To set ambitious OKR, it is essential that they are measurable. To be measurable, an objective should have three to five key results that support it.
These key results should push the organization and teams to do more. They should be ambitious and challenging to attain. If an OKR feels too easy, it’s likely that it represents business as usual and needs to be revised.
1. Focus on Key Results
In order to set ambitious OKR, they must have actionable key results that are measurable. These should be a stretch for the team and push just beyond what they believe is possible, driving higher performance.
A common mistake is setting unachievable objectives or easy ones that don’t challenge the team. These goals can demotivate the team and lead to a lack of productivity.
The goal is to make the team feel uncomfortable and challenged. This helps the team to focus on what matters and how they can move the needle in their area of the business. Low-value objectives that even if fully achieved won’t create real organizational benefit should be reworded or dropped altogether. This prevents a team from hoarding resources and sandbagging.
2. Create Aspirational OKRs
Creating aspirational OKRs will encourage your team to push themselves beyond their comfort zones. It can also help them find solutions that might not be obvious. For example, a professional development OKR might focus on expanding into new markets to help diversify your customer base and establish a competitive advantage in your industry.
To ensure that your OKRs are truly ambitious, they should bring value to the company. If your goals aren’t bringing value, your teams will be less motivated to work on them.
Ideally, each of your objectives should have a clearly defined direct owner and a weekly check-in to discuss progress. This can be done during a workshop with top management or with individual teams, depending on your organization. It’s important that everyone understand how their goals connect to the bigger picture.
3. Create Committed OKRs
To get the most out of OKRs, teams must be committed to achieving them. This requires a collaborative process, rather than simply issuing directives from leadership. A good way to ensure this is by identifying a directly responsible individual (DRI) for each objective and key result.
Then, they should be tasked with overseeing the implementation of those key results and regular check-ins throughout each business quarter. This will keep goals top of mind and help identify any roadblocks quickly.
Additionally, it’s important to ensure that OKRs align with organizational goals and enterprise initiatives. This helps keep everyone on the same page and encourages accountability at every level of the organization.
4. Track OKRs
It’s essential to track your progress on a regular basis, with calendar reminders. It is also a good idea to share OKRs with your team (where appropriate).
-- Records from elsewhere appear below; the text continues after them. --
//! Session lifecycle management: the Session Manager and Command Surface.
//!
//! [`SessionManager`] is the single authority for creating, accessing, and
//! destroying PTY sessions. The registry is a single `RwLock<HashMap>` —
//! read operations (write to stdin, status, list) take a read lock;
//! mutating operations (create, close, sweep) take a write lock.
//! `create` holds the write lock across the limit-check and insert to
//! prevent a TOCTOU race past `max_sessions`.

pub mod buffer;
pub mod framing;
pub mod session;

use std::collections::HashMap;
use std::path::Path;
use std::sync::Arc;

use tokio::sync::{broadcast, RwLock};
use tracing::info;
use uuid::Uuid;

use crate::error::SessionError;
use crate::shell::pty::{allocate_pty, spawn_shell_pty};
use session::{ManagedSession, SessionEvent, SessionStatus};

/// Parameters for [`SessionManager::create`].
pub struct SessionSpec {
    pub command: Vec<String>,
    pub env: HashMap<String, String>,
    pub cwd: Option<String>,
    pub rows: u16,
    pub cols: u16,
    pub structured_output_hint: bool,
}

/// Summary of a session returned by [`SessionManager::list`].
pub struct SessionSummary {
    pub id: String,
    pub cwd: String,
    pub pid: u32,
    pub command: Vec<String>,
    pub exit_code: Option<i32>,
    pub foreground_proc: Option<String>,
    pub rows: u16,
    pub cols: u16,
    pub paused: bool,
    pub status: &'static str,
    pub created_at: u64,
    pub structured_output_hint: bool,
}

/// The registry's single entry type.
struct SessionEntry {
    session: ManagedSession,
}

/// Events produced by [`SessionManager::sweep`] for callers to broadcast.
pub enum SweepEvent {
    /// A session's child exited and it was reaped. `(session_id, code)`.
    Reaped(String, Option<i32>),
}

/// Manages the pool of active PTY sessions.
///
/// Cloneable — all clones share the same inner `Arc<RwLock<...>>`.
#[derive(Clone)]
pub struct SessionManager {
    sessions: Arc<RwLock<HashMap<String, SessionEntry>>>,
    max_sessions: usize,
    buffer_size: usize,
    t_kill: std::time::Duration,
    idle_flush: std::time::Duration,
}

impl SessionManager {
    pub fn new(
        max_sessions: usize,
        buffer_size: usize,
        t_kill: std::time::Duration,
        idle_flush: std::time::Duration,
    ) -> Self {
        Self {
            sessions: Arc::new(RwLock::new(HashMap::new())),
            max_sessions,
            buffer_size,
            t_kill,
            idle_flush,
        }
    }

    /// Create a new PTY session. Holds the write lock across the
    /// check-and-insert to prevent a TOCTOU race past `max_sessions`.
    pub async fn create(&self, spec: SessionSpec) -> Result<String, SessionError> {
        if spec.rows == 0 || spec.cols == 0 {
            return Err(SessionError::Argument {
                field: "rows/cols",
                why: "must be non-zero".to_string(),
            });
        }
        if spec.command.is_empty() {
            return Err(SessionError::Argument {
                field: "command",
                why: "must not be empty".to_string(),
            });
        }

        let cwd = spec.cwd.unwrap_or_else(|| {
            std::env::current_dir()
                .map(|p| p.to_string_lossy().into_owned())
                .unwrap_or_else(|_| "/".to_string())
        });
        let cwd_path = Path::new(&cwd);
        if !cwd_path.is_dir() {
            return Err(SessionError::Cwd { path: cwd });
        }

        let mut sessions = self.sessions.write().await;
        if sessions.len() >= self.max_sessions {
            return Err(SessionError::Resource {
                reason: format!("session limit reached (max {})", self.max_sessions),
            });
        }

        let session_id = Uuid::new_v4().to_string();

        let pty_pair = allocate_pty(spec.rows, spec.cols).map_err(|e| SessionError::Resource {
            reason: format!("PTY allocation failed: {e}"),
        })?;

        let mut env = spec.env.clone();
        env.entry("TERM".to_string())
            .or_insert_with(|| "xterm-256color".to_string());

        let program = spec.command[0].clone();
        let args = spec.command[1..].to_vec();
        let child = spawn_shell_pty(&pty_pair, &program, &cwd, Some(&env), &args).map_err(|e| {
            SessionError::Spawn {
                reason: e.to_string(),
            }
        })?;

        let session = ManagedSession::spawn(
            session_id.clone(),
            child,
            pty_pair,
            cwd,
            spec.command,
            spec.env,
            spec.rows,
            spec.cols,
            spec.structured_output_hint,
            self.buffer_size,
            self.idle_flush,
        )
        .map_err(|reason| SessionError::Spawn { reason })?;

        info!(
            "session {session_id} created (pid {}), total: {}",
            session.pid,
            sessions.len() + 1
        );
        sessions.insert(session_id.clone(), SessionEntry { session });
        Ok(session_id)
    }

    pub async fn write(&self, id: &str, bytes: Vec<u8>) -> Result<(), SessionError> {
        let sessions = self.sessions.read().await;
        let entry = sessions.get(id).ok_or(SessionError::NoSuchSession)?;
        if !entry.session.is_running().await {
            return Err(SessionError::ChildExited {
                code: match entry.session.status().await {
                    SessionStatus::Exited { code, .. } => code,
                    SessionStatus::Running => None,
                },
            });
        }
        entry
            .session
            .write(bytes)
            .await
            .map_err(|_| SessionError::Timeout { op: "write" })
    }

    pub async fn resize(&self, id: &str, rows: u16, cols: u16) -> Result<(), SessionError> {
        if rows == 0 || cols == 0 {
            return Err(SessionError::Argument {
                field: "rows/cols",
                why: "must be non-zero".to_string(),
            });
        }
        let sessions = self.sessions.read().await;
        let entry = sessions.get(id).ok_or(SessionError::NoSuchSession)?;
        entry
            .session
            .resize(rows, cols)
            .map_err(|reason| SessionError::Io { op: "resize", detail: reason })
    }

    pub async fn pause(&self, id: &str) -> Result<(), SessionError> {
        let sessions = self.sessions.read().await;
        let entry = sessions.get(id).ok_or(SessionError::NoSuchSession)?;
        entry.session.pause();
        Ok(())
    }

    pub async fn resume(&self, id: &str) -> Result<(), SessionError> {
        let sessions = self.sessions.read().await;
        let entry = sessions.get(id).ok_or(SessionError::NoSuchSession)?;
        entry.session.resume();
        Ok(())
    }

    /// Close protocol: SIGHUP, wait up to `t_kill`, force-kill if still
    /// alive, then drop the entry. Idempotent — closing an already-closed
    /// (or never-existing) session returns success.
    pub async fn close(&self, id: &str) -> Result<(), SessionError> {
        let mut sessions = self.sessions.write().await;
        let Some(entry) = sessions.remove(id) else {
            return Ok(());
        };
        drop(sessions);
        entry.session.close(self.t_kill).await;
        info!("session {id} closed");
        Ok(())
    }

    /// Last `n` bytes of output plus dropped-byte count and current
    /// foreground process, for remote catch-up before subscribing.
    pub async fn snapshot(
        &self,
        id: &str,
        n: usize,
    ) -> Result<(Vec<u8>, u64, u64, Option<String>), SessionError> {
        let sessions = self.sessions.read().await;
        let entry = sessions.get(id).ok_or(SessionError::NoSuchSession)?;
        let (bytes, lost, seq) = entry.session.snapshot(n).await;
        let foreground = entry.session.foreground_proc.read().await.clone();
        Ok((bytes, lost, seq, foreground))
    }

    pub async fn subscribe(&self, id: &str) -> Result<broadcast::Receiver<SessionEvent>, SessionError> {
        let sessions = self.sessions.read().await;
        let entry = sessions.get(id).ok_or(SessionError::NoSuchSession)?;
        Ok(entry.session.subscribe())
    }

    pub async fn foreground(&self, id: &str) -> Result<Option<String>, SessionError> {
        let sessions = self.sessions.read().await;
        let entry = sessions.get(id).ok_or(SessionError::NoSuchSession)?;
        let foreground = entry.session.foreground_proc.read().await.clone();
        Ok(foreground)
    }

    pub async fn send_signal(&self, id: &str, signal: i32) -> Result<(), SessionError> {
        let sessions = self.sessions.read().await;
        let entry = sessions.get(id).ok_or(SessionError::NoSuchSession)?;
        entry
            .session
            .send_signal(signal)
            .map_err(|reason| SessionError::Io { op: "signal", detail: reason })
    }

    pub async fn list(&self) -> Vec<SessionSummary> {
        let sessions = self.sessions.read().await;
        let mut items = Vec::with_capacity(sessions.len());
        for (id, entry) in sessions.iter() {
            let status = entry.session.status().await;
            let (status_str, exit_code) = match status {
                SessionStatus::Running => ("running", None),
                SessionStatus::Exited { code, .. } => ("exited", code),
            };
            items.push(SessionSummary {
                id: id.clone(),
                cwd: entry.session.cwd.clone(),
                pid: entry.session.pid,
                command: entry.session.command.clone(),
                exit_code,
                foreground_proc: entry.session.foreground_proc.read().await.clone(),
                rows: entry.session.rows.load(std::sync::atomic::Ordering::Relaxed),
                cols: entry.session.cols.load(std::sync::atomic::Ordering::Relaxed),
                paused: entry.session.is_paused(),
                status: status_str,
                created_at: entry.session.created_at,
                structured_output_hint: entry.session.structured_output_hint,
            });
        }
        items
    }

    pub async fn session_count(&self) -> usize {
        self.sessions.read().await.len()
    }

    /// Gracefully close every session (used during shutdown). SIGHUP-then-wait
    /// runs concurrently across all sessions rather than serially.
    pub async fn kill_all(&self) {
        let mut sessions = self.sessions.write().await;
        let entries: Vec<(String, ManagedSession)> = sessions
            .drain()
            .map(|(id, entry)| (id, entry.session))
            .collect();
        drop(sessions);

        let t_kill = self.t_kill;
        let closers = entries
            .into_iter()
            .map(|(id, session)| async move {
                session.close(t_kill).await;
                info!("session {id} closed (shutdown)");
            });
        futures::future::join_all(closers).await;
    }

    /// Poll the Process Inspector for every running session and update its
    /// `foreground_proc`, broadcasting a `foreground` event when the value
    /// changes. Called on a timer by the owning binary.
    pub async fn refresh_foreground(&self) {
        let sessions = self.sessions.read().await;
        for entry in sessions.values() {
            if !entry.session.is_running().await {
                continue;
            }
            let pid = entry.session.pid;
            if let Some(name) = tokio::task::spawn_blocking(move || crate::process::poll_foreground(pid))
                .await
                .unwrap_or(None)
            {
                let mut current = entry.session.foreground_proc.write().await;
                if *current != Some(name.clone()) {
                    *current = Some(name.clone());
                    let _ = entry
                        .session
                        .events_tx
                        .send(SessionEvent::Foreground { name: Some(name) });
                }
            }
        }
    }

    /// Reap sessions whose child already exited. Returns events for callers
    /// to broadcast.
    pub async fn sweep(&self) -> Vec<SweepEvent> {
        let sessions = self.sessions.read().await;
        if sessions.is_empty() {
            return Vec::new();
        }
        let mut dead = Vec::new();
        for (id, entry) in sessions.iter() {
            if let SessionStatus::Exited { code, .. } = entry.session.status().await {
                dead.push((id.clone(), code));
            }
        }
        drop(sessions);

        if dead.is_empty() {
            return Vec::new();
        }

        let mut sessions = self.sessions.write().await;
        let mut events = Vec::with_capacity(dead.len());
        for (id, code) in dead {
            if sessions.remove(&id).is_some() {
                info!("swept exited session {id} (code {:?})", code);
                events.push(SweepEvent::Reaped(id, code));
            }
        }
        events
    }
}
This helps everyone keep their focus on the big goals, and can help identify any problems quickly. For example, if a Key Result has been missed it is important to identify why and use that learning for the next OKR cycle.
Ambitious OKRs inspire people and motivate them to achieve great things. But it’s important to make sure they are realistic. After all, if you set too many ambitious goals, it can be difficult to know which ones to pursue. If you want to create a rocket ship, you can’t build it with bricks. You have to innovate and think outside the box!
5. Stretch Yourself
Creating ambitious goals can inspire teams and push them out of their comfort zone. They need to be realistic, measurable, and achievable. Creating a goal that is too unrealistic can be risky and it may lead to frustration or disengagement.
Using a goal-setting framework like OKR helps teams establish ambitious goals that encourage creativity and motivate employees to innovate. It’s important to track progress, and celebrate milestones along the way.
For teams that use OKRs, it’s helpful to schedule midpoint check-ins. During these meetings, executives should finalize their executive OKRs in GitLab and identify any top level dependencies for team-level OKRs. This can help prevent sandbagging, where teams set objectives that are too easy. The best teams have goals that are aspirational and make them uncomfortable, but they are also focused on delivering key results.